Gertrud Pollak
Leben lebt – Kardinal Lehmann
14.03.2013
Eine eigenartige, feine Atmosphäre entstand. Wohlwollende und auch traurige Stimmen aus allen möglichen Bereichen waren zu hören, nachdem die Gebetsbitte des Mainzer Bischofs für seinen Vorgänger, Kardinal Lehmann, öffentlich wurde. Sie prägte, zog große Kreise und wurde von sehr vielen gerne aufgenommen. Im Gedenken schauen dieser Tage ganz besonders viele auf das Leben eines großen Menschen.

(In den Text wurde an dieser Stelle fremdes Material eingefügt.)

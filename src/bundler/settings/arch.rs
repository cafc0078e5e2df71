//! CPU architecture types and utilities.

use std::fmt;
use std::str::FromStr;

/// CPU architecture of the application being packaged.
///
/// macOS disk images are built once per architecture. The name of each variant
/// follows the convention used in artifact names (`x64`, `arm64`, `universal`).
///
/// # Examples
///
/// ```
/// use kodegen_bundler_dmg::bundler::Arch;
///
/// let arch: Arch = "aarch64".parse().unwrap();
/// assert_eq!(arch, Arch::Arm64);
/// assert_eq!(arch.to_string(), "arm64");
/// ```
#[derive(Clone, Copy, Debug, Eq, PartialEq, Hash, serde::Deserialize, serde::Serialize)]
pub enum Arch {
    /// x86_64 / Intel Macs
    #[serde(rename = "x64", alias = "x86_64")]
    X64,
    /// AArch64 / Apple Silicon
    #[serde(rename = "arm64", alias = "aarch64")]
    Arm64,
    /// Universal binary containing both x64 and arm64 slices
    #[serde(rename = "universal")]
    Universal,
}

impl Arch {
    /// Architecture assumed to be the default when none is configured.
    pub const DEFAULT: Arch = Arch::X64;

    /// Name used in artifact names and volume titles.
    pub fn name(self) -> &'static str {
        match self {
            Arch::X64 => "x64",
            Arch::Arm64 => "arm64",
            Arch::Universal => "universal",
        }
    }

    /// Architecture of the running host.
    pub fn host() -> Arch {
        match std::env::consts::ARCH {
            "aarch64" => Arch::Arm64,
            _ => Arch::X64,
        }
    }

    /// Detects the architecture from a Rust target triple
    /// (e.g., "aarch64-apple-darwin" → `Arch::Arm64`).
    pub fn from_target_triple(target: &str) -> Option<Arch> {
        if target.starts_with("x86_64") {
            Some(Arch::X64)
        } else if target.starts_with("aarch64") || target.starts_with("arm64") {
            Some(Arch::Arm64)
        } else if target.starts_with("universal") {
            Some(Arch::Universal)
        } else {
            None
        }
    }
}

impl fmt::Display for Arch {
    fn fmt(&self, f: &mut fmt::Formatter<'_>) -> fmt::Result {
        f.write_str(self.name())
    }
}

impl FromStr for Arch {
    type Err = crate::bundler::Error;

    fn from_str(s: &str) -> Result<Self, Self::Err> {
        match s.trim().to_ascii_lowercase().as_str() {
            "x64" | "x86_64" | "amd64" => Ok(Arch::X64),
            "arm64" | "aarch64" => Ok(Arch::Arm64),
            "universal" => Ok(Arch::Universal),
            other => Arch::from_target_triple(other).ok_or_else(|| {
                crate::bundler::Error::ArchError(format!(
                    "unsupported macOS architecture: {other} (expected x64, arm64 or universal)"
                ))
            }),
        }
    }
}

/// Suffix appended to names when building for a non-default architecture.
///
/// Returns an empty string when `arch` equals the default architecture
/// (`default_arch`, or [`Arch::DEFAULT`] when unset), otherwise `-<arch>`.
pub fn arch_suffix(arch: Arch, default_arch: Option<Arch>) -> String {
    if arch == default_arch.unwrap_or(Arch::DEFAULT) {
        String::new()
    } else {
        format!("-{}", arch.name())
    }
}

Eine Persönlichkeit, die weit über Deutschland hinaus der Kirche in der modernen Gesellschaft ein Gesicht gab, hatte leise erkennen lassen, dass jetzt die letzte Lebensstrecke anbricht – ein nicht selbst zu bestimmender Weg, der gegangen sein will und sollte. Ein anderes, neues Stück Leben!
Doch gerade was zum Tod führen mag, lässt vieles aufleben. Es ist eine ganz besondere Phase, die unzählige Menschen aufmerken lässt. Dieser andere Blick auf ein Menschenleben spiegelt nochmals viele Facetten an Wertschätzung. Mannigfaltige Erinnerungen werden wachgerüttelt an mehr als acht Jahrzehnte intensiv gelebten Lebens mit unermüdlicher Arbeit für mehr, als die eigenen Interessen. Ein weiter Horizont im Einsatz für den Glauben zeigt sich neu. Nicht nur die bleibenden Worte auf dem Bücherregal – die prägnante Stimme, das befreite und natürliche Lachen klingen nach. Sein ernstes, freundliches und dann wieder schelmisches Gesicht bleibt im Gedächtnis. Über Jahrzehnte spiegeln Medienberichte, öffentliche Auftritte und auch viele persönliche Begegnungen ganz unterschiedlicher Couleur, wofür dieser Kirchenmann steht und gelebt hat. Vielseitig reflektierte, differenzierte Argumente, streitbare, klare Worte und ermutigende Unterstützung haben zu unzähligen theologischen und gesellschaftlichen Fragen ganz eigene Schneisen für das Evangelium und Spuren zu Gott gelegt. Solches Leben kommt nicht nur aus brillanter Intelligenz, sondern immer auch aus einer besonderen Glaubenstiefe. Überallhin entstanden und entstehen Spuren für Gott im Heute.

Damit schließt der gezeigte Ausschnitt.